▸ **RECORD EXTRACTS**:

= Beginning of Section =

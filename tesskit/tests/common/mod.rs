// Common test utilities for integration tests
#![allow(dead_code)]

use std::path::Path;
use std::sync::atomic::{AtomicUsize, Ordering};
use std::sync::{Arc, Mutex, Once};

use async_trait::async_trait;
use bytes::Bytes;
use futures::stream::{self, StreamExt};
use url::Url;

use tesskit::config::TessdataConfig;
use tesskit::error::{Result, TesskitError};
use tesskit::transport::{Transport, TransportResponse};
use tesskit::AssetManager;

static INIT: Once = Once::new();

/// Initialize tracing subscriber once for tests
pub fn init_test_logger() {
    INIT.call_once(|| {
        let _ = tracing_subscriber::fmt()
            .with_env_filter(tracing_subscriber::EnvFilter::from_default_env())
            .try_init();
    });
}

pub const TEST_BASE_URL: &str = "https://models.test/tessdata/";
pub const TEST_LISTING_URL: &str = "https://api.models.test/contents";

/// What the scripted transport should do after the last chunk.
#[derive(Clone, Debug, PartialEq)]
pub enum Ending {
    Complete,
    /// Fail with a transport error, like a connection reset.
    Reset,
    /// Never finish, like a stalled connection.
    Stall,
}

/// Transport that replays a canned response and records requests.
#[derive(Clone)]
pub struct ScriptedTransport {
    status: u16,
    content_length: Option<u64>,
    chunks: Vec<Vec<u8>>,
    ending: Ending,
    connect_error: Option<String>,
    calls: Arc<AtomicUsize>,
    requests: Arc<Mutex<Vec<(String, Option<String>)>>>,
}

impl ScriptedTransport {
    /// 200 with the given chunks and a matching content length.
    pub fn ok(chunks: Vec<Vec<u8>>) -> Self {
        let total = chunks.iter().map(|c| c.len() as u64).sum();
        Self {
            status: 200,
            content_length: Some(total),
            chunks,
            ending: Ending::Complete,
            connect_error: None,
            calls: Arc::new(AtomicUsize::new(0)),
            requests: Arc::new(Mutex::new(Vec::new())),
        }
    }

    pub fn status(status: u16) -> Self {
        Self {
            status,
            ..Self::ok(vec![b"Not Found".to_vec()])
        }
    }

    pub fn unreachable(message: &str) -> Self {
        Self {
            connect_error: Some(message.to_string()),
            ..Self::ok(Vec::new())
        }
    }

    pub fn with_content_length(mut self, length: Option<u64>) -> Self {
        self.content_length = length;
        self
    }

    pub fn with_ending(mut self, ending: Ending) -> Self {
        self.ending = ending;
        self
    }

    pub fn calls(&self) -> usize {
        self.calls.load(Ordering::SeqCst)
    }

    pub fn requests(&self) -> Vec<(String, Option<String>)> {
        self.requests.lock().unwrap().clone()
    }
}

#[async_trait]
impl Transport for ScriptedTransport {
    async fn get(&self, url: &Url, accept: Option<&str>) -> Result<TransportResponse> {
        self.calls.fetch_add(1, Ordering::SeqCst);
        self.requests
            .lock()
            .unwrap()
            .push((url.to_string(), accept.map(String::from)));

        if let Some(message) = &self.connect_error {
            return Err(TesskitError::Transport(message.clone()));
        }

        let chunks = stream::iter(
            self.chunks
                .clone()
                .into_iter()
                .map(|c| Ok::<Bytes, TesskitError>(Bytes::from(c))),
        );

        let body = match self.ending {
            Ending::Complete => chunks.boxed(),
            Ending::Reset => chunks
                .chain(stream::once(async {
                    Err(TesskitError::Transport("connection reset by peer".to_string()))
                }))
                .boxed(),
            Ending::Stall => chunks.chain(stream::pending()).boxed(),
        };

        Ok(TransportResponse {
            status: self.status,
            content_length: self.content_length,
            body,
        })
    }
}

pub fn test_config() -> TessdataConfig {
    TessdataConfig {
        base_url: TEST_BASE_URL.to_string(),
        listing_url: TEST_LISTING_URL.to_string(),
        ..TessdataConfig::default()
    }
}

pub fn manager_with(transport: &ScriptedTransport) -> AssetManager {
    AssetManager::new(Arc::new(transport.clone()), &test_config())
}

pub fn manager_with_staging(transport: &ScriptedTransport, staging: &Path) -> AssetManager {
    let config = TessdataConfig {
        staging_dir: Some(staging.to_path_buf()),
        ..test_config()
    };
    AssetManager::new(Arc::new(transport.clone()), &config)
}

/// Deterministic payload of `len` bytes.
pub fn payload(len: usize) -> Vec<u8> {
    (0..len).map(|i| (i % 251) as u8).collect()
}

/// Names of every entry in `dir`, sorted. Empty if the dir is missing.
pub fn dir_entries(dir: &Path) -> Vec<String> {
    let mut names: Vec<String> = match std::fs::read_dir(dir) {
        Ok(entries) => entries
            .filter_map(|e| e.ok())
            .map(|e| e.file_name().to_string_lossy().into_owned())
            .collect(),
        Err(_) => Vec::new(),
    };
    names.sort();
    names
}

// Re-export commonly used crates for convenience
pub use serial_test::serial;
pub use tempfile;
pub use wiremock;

= End of Section =
= Beginning of Section =

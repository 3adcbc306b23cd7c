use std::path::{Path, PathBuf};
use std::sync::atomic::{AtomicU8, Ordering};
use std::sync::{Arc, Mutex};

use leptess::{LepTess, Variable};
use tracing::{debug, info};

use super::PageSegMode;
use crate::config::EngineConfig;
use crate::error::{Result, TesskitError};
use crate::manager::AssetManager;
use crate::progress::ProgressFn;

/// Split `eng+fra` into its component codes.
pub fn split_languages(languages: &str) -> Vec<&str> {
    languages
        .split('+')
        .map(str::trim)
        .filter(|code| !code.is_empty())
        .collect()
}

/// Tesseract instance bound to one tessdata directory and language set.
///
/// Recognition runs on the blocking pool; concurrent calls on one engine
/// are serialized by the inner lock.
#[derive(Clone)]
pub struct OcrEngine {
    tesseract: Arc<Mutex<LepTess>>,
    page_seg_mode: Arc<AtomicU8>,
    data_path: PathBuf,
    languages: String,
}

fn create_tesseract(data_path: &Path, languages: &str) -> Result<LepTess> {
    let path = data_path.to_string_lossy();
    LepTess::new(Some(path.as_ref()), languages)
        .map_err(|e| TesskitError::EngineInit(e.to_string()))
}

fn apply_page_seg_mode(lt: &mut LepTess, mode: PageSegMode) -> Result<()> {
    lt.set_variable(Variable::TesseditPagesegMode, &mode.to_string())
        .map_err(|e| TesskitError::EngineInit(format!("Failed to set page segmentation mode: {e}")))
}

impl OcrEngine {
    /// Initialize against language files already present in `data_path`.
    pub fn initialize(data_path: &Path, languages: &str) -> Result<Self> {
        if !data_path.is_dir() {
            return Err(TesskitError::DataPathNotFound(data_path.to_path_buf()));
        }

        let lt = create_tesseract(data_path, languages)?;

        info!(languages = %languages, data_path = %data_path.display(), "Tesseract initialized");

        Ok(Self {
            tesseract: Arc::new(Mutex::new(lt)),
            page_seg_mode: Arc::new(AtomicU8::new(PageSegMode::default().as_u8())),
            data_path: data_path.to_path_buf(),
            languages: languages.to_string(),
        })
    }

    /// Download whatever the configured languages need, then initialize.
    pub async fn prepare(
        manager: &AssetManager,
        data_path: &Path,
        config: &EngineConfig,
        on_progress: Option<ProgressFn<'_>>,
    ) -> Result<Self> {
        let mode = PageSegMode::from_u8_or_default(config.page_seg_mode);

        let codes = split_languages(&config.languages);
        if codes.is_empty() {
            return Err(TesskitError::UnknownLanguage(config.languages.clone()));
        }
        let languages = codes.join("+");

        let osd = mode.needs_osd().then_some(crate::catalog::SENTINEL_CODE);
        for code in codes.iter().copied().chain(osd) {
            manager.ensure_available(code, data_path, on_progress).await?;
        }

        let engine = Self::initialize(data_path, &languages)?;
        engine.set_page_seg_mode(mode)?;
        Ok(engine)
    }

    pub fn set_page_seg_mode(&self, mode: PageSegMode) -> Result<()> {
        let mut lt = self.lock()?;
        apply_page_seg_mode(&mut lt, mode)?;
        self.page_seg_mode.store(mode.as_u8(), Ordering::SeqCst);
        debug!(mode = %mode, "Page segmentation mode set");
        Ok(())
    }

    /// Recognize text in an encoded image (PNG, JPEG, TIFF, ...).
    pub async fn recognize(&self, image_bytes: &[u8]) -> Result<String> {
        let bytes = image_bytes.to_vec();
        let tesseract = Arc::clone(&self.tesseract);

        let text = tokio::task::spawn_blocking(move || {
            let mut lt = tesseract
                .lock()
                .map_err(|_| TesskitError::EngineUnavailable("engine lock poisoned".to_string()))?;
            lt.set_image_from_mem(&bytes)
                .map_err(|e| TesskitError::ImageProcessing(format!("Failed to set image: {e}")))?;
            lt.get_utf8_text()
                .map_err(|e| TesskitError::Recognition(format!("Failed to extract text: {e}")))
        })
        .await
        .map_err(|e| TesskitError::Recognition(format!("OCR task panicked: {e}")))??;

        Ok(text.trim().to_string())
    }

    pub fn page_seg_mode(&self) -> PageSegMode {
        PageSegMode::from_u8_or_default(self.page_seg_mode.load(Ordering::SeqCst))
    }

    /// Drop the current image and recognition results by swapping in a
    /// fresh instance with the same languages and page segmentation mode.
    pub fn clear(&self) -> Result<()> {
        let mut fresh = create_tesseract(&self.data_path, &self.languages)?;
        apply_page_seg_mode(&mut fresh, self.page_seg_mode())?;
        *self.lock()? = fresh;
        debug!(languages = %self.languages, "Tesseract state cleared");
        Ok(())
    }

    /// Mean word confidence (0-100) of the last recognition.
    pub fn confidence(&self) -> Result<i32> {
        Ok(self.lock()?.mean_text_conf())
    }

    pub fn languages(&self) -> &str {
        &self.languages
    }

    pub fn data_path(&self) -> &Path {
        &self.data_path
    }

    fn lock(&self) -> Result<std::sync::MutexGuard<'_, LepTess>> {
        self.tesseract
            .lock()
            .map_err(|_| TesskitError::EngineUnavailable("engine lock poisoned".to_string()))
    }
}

= End of Section =

▸ **YOUR INSTRUCTIONS**:
From the entries above, return exactly the line containing "filename tesskit/tests/common/mod.rs", the line containing "use bytes::Bytes;", and all lines between, and nothing else.

▸ **ANSWER FOR THIS EXERCISE**:
filename tesskit/tests/common/mod.rs
// Common test utilities for integration tests
#![allow(dead_code)]

use std::path::Path;
use std::sync::atomic::{AtomicUsize, Ordering};
use std::sync::{Arc, Mutex, Once};

use async_trait::async_trait;
use bytes::Bytes;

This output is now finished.